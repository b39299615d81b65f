//! Map projections.
//!
//! Every family implements [`Project`], a raw mapping from degrees to a
//! unit-scale plane (y up). [`Projection`] adds scale and translation and
//! flips y for the canvas, so fitting to an extent is a closed-form choice
//! of those two parameters.

use enum_dispatch::enum_dispatch;
use glam::{DVec2, dvec2};
use serde::{Deserialize, Serialize};

use super::{Feature, Geography};
use crate::types::BBox;

const EPSILON: f64 = 1e-6;

/// Projection families a map can be drawn with
#[derive(Debug, Clone, Copy, PartialEq, Eq, Hash, Serialize, Deserialize)]
#[serde(rename_all = "kebab-case")]
pub enum ProjectionKind {
    /// Lower 48 with Alaska and Hawaii insets
    AlbersUsa,
    ConicEqualArea,
    Equirectangular,
    EqualEarth,
}

impl ProjectionKind {
    pub fn default_for(geography: Geography) -> Self {
        match geography {
            Geography::UsaStates | Geography::UsaNation => ProjectionKind::AlbersUsa,
            Geography::CanadaProvinces | Geography::CanadaNation => ProjectionKind::ConicEqualArea,
            Geography::World => ProjectionKind::EqualEarth,
        }
    }

    /// Scale used before any fitting
    pub fn default_scale(self) -> f64 {
        match self {
            ProjectionKind::AlbersUsa => 1300.0,
            ProjectionKind::ConicEqualArea => 1000.0,
            ProjectionKind::Equirectangular => 150.0,
            ProjectionKind::EqualEarth => 180.0,
        }
    }

    /// The composite projection has no single outline to clip against
    pub fn is_clippable(self) -> bool {
        self != ProjectionKind::AlbersUsa
    }
}

/// Raw projection at unit scale
#[enum_dispatch]
pub trait Project {
    /// Degrees (x = longitude, y = latitude) to the unit plane, y up.
    /// `None` when the point has no image under this projection.
    fn raw(&self, lonlat: DVec2) -> Option<DVec2>;
}

#[enum_dispatch(Project)]
#[derive(Debug, Clone, PartialEq)]
pub enum ProjectionFamily {
    AlbersUsa(AlbersUsa),
    ConicEqualArea(ConicEqualArea),
    Equirectangular(Equirectangular),
    EqualEarth(EqualEarth),
}

fn wrap_longitude(deg: f64) -> f64 {
    let wrapped = (deg + 180.0).rem_euclid(360.0) - 180.0;
    if wrapped == -180.0 && deg > 0.0 { 180.0 } else { wrapped }
}

/// Conic equal-area (Albers) with rotation and center
#[derive(Debug, Clone, PartialEq)]
pub struct ConicEqualArea {
    /// Longitude rotation in degrees, added before projecting
    pub rotate: f64,
    /// Center in the rotated frame, degrees
    pub center: DVec2,
    n: f64,
    c: f64,
    r0: f64,
    /// cos of the first parallel, used when the cone degenerates to a cylinder
    cylindrical: Option<f64>,
}

impl ConicEqualArea {
    pub fn new(parallels: [f64; 2], rotate: f64, center: DVec2) -> Self {
        let y0 = parallels[0].to_radians();
        let y1 = parallels[1].to_radians();
        let sy0 = y0.sin();
        let n = (sy0 + y1.sin()) / 2.0;
        let c = 1.0 + sy0 * (2.0 * n - sy0);
        let cylindrical = (n.abs() < EPSILON).then(|| y0.cos());
        Self {
            rotate,
            center,
            n,
            c,
            r0: c.sqrt() / n,
            cylindrical,
        }
    }

    /// Standard parameters for a geography
    pub fn for_geography(geography: Geography) -> Self {
        match geography {
            Geography::UsaStates | Geography::UsaNation => {
                Self::new([29.5, 45.5], 96.0, dvec2(-0.6, 38.7))
            }
            Geography::CanadaProvinces | Geography::CanadaNation => {
                Self::new([49.0, 77.0], 91.87, dvec2(0.0, 63.39))
            }
            Geography::World => Self::new([20.0, 50.0], 0.0, DVec2::ZERO),
        }
    }

    fn unrotated(&self, lambda: f64, phi: f64) -> DVec2 {
        if let Some(cos_phi0) = self.cylindrical {
            return dvec2(lambda * cos_phi0, phi.sin() / cos_phi0);
        }
        let r = (self.c - 2.0 * self.n * phi.sin()).max(0.0).sqrt() / self.n;
        let a = lambda * self.n;
        dvec2(r * a.sin(), self.r0 - r * a.cos())
    }
}

impl Project for ConicEqualArea {
    fn raw(&self, lonlat: DVec2) -> Option<DVec2> {
        let lambda = wrap_longitude(lonlat.x + self.rotate).to_radians();
        let phi = lonlat.y.clamp(-90.0, 90.0).to_radians();
        let origin = self.unrotated(self.center.x.to_radians(), self.center.y.to_radians());
        let p = self.unrotated(lambda, phi) - origin;
        p.is_finite().then_some(p)
    }
}

/// Plate carrée
#[derive(Debug, Clone, PartialEq, Default)]
pub struct Equirectangular {
    pub center: DVec2,
}

impl Project for Equirectangular {
    fn raw(&self, lonlat: DVec2) -> Option<DVec2> {
        let p = dvec2(
            wrap_longitude(lonlat.x).to_radians(),
            lonlat.y.clamp(-90.0, 90.0).to_radians(),
        );
        Some(p - dvec2(self.center.x.to_radians(), self.center.y.to_radians()))
    }
}

/// Equal Earth pseudo-cylindrical projection (Šavrič, Patterson, Jenny 2018)
#[derive(Debug, Clone, PartialEq, Default)]
pub struct EqualEarth;

impl EqualEarth {
    const A1: f64 = 1.340264;
    const A2: f64 = -0.081106;
    const A3: f64 = 0.000893;
    const A4: f64 = 0.003796;
}

impl Project for EqualEarth {
    fn raw(&self, lonlat: DVec2) -> Option<DVec2> {
        let m = 3.0_f64.sqrt() / 2.0;
        let lambda = wrap_longitude(lonlat.x).to_radians();
        let phi = lonlat.y.clamp(-90.0, 90.0).to_radians();
        let l = (m * phi.sin()).asin();
        let l2 = l * l;
        let l6 = l2 * l2 * l2;
        let x = lambda * l.cos()
            / (m * (Self::A1 + 3.0 * Self::A2 * l2 + l6 * (7.0 * Self::A3 + 9.0 * Self::A4 * l2)));
        let y = l * (Self::A1 + Self::A2 * l2 + l6 * (Self::A3 + Self::A4 * l2));
        Some(dvec2(x, y))
    }
}

/// Composite US projection: lower 48 plus scaled, offset Alaska and Hawaii
#[derive(Debug, Clone, PartialEq)]
pub struct AlbersUsa {
    lower48: ConicEqualArea,
    alaska: ConicEqualArea,
    hawaii: ConicEqualArea,
}

impl Default for AlbersUsa {
    fn default() -> Self {
        Self {
            lower48: ConicEqualArea::new([29.5, 45.5], 96.0, dvec2(-0.6, 38.7)),
            alaska: ConicEqualArea::new([55.0, 65.0], 154.0, dvec2(-2.0, 58.5)),
            hawaii: ConicEqualArea::new([8.0, 18.0], 157.0, dvec2(-3.0, 19.9)),
        }
    }
}

impl AlbersUsa {
    // Inset placement relative to the lower 48, in units of scale (y up)
    const ALASKA_SCALE: f64 = 0.35;
    const ALASKA_OFFSET: DVec2 = DVec2::new(-0.307, -0.201);
    const HAWAII_OFFSET: DVec2 = DVec2::new(-0.205, -0.212);
}

impl Project for AlbersUsa {
    fn raw(&self, lonlat: DVec2) -> Option<DVec2> {
        let (lon, lat) = (lonlat.x, lonlat.y);
        if lat > 50.0 && (lon < -129.0 || lon > 170.0) {
            let p = self.alaska.raw(lonlat)?;
            return Some(p * Self::ALASKA_SCALE + Self::ALASKA_OFFSET);
        }
        if (-162.0..=-154.0).contains(&lon) && (18.0..=23.0).contains(&lat) {
            return Some(self.hawaii.raw(lonlat)? + Self::HAWAII_OFFSET);
        }
        if (-130.0..=-60.0).contains(&lon) && (22.0..=51.0).contains(&lat) {
            return self.lower48.raw(lonlat);
        }
        None
    }
}

/// A configured projection: family, scale and canvas translation
#[derive(Debug, Clone, PartialEq)]
pub struct Projection {
    pub kind: ProjectionKind,
    family: ProjectionFamily,
    pub scale: f64,
    pub translate: DVec2,
}

impl Projection {
    /// Build a family with its default scale, centered on a canvas of `size`
    pub fn new(kind: ProjectionKind, geography: Geography, size: DVec2) -> Self {
        let family = match kind {
            ProjectionKind::AlbersUsa => ProjectionFamily::from(AlbersUsa::default()),
            ProjectionKind::ConicEqualArea => {
                ProjectionFamily::from(ConicEqualArea::for_geography(geography))
            }
            ProjectionKind::Equirectangular => ProjectionFamily::from(Equirectangular::default()),
            ProjectionKind::EqualEarth => ProjectionFamily::from(EqualEarth),
        };
        Self {
            kind,
            family,
            scale: kind.default_scale(),
            translate: size / 2.0,
        }
    }

    /// Project degrees to canvas pixels (y down)
    pub fn project(&self, lonlat: DVec2) -> Option<DVec2> {
        let raw = self.family.raw(lonlat)?;
        Some(dvec2(
            self.translate.x + self.scale * raw.x,
            self.translate.y - self.scale * raw.y,
        ))
    }

    /// Bounds of the features in the unit plane (y up)
    fn raw_bounds<'a>(&self, features: impl IntoIterator<Item = &'a Feature>) -> BBox {
        let mut bounds = BBox::new();
        for feature in features {
            if let Some(geometry) = &feature.geometry {
                geometry.for_each_point(&mut |p| {
                    if let Some(r) = self.family.raw(p) {
                        bounds.expand_point(r);
                    }
                });
            }
        }
        bounds
    }

    /// Choose scale and translation so the features fill `extent`, centered.
    /// Returns false (leaving the projection untouched) when the features
    /// have no projectable extent.
    pub fn fit_extent<'a>(
        &mut self,
        extent: BBox,
        features: impl IntoIterator<Item = &'a Feature>,
    ) -> bool {
        let bounds = self.raw_bounds(features);
        if bounds.is_empty() || bounds.width() <= 0.0 || bounds.height() <= 0.0 {
            return false;
        }
        let k = (extent.width() / bounds.width()).min(extent.height() / bounds.height());
        if !k.is_finite() || k <= 0.0 {
            return false;
        }
        let target = extent.center();
        let mid = bounds.center();
        self.scale = k;
        self.translate = dvec2(target.x - k * mid.x, target.y + k * mid.y);
        true
    }
}

/// True if the coordinate is a valid longitude/latitude pair
pub fn is_valid_lonlat(lonlat: DVec2) -> bool {
    lonlat.is_finite() && (-180.0..=180.0).contains(&lonlat.x) && (-90.0..=90.0).contains(&lonlat.y)
}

=-=-=

** Exercise brief **
Retype exactly the lines of the data above that fall between the line with "offset Alaska and Hawaii" and the line with "if (-162.0..=-154.0).contains(&lon) &&", inclusive, and add nothing.

** Answer below **
/// Composite US projection: lower 48 plus scaled, offset Alaska and Hawaii
#[derive(Debug, Clone, PartialEq)]
pub struct AlbersUsa {
    lower48: ConicEqualArea,
    alaska: ConicEqualArea,
    hawaii: ConicEqualArea,
}

impl Default for AlbersUsa {
    fn default() -> Self {
        Self {
            lower48: ConicEqualArea::new([29.5, 45.5], 96.0, dvec2(-0.6, 38.7)),
            alaska: ConicEqualArea::new([55.0, 65.0], 154.0, dvec2(-2.0, 58.5)),
            hawaii: ConicEqualArea::new([8.0, 18.0], 157.0, dvec2(-3.0, 19.9)),
        }
    }
}

impl AlbersUsa {
    // Inset placement relative to the lower 48, in units of scale (y up)
    const ALASKA_SCALE: f64 = 0.35;
    const ALASKA_OFFSET: DVec2 = DVec2::new(-0.307, -0.201);
    const HAWAII_OFFSET: DVec2 = DVec2::new(-0.205, -0.212);
}

impl Project for AlbersUsa {
    fn raw(&self, lonlat: DVec2) -> Option<DVec2> {
        let (lon, lat) = (lonlat.x, lonlat.y);
        if lat > 50.0 && (lon < -129.0 || lon > 170.0) {
            let p = self.alaska.raw(lonlat)?;
            return Some(p * Self::ALASKA_SCALE + Self::ALASKA_OFFSET);
        }
        if (-162.0..=-154.0).contains(&lon) && (18.0..=23.0).contains(&lat) {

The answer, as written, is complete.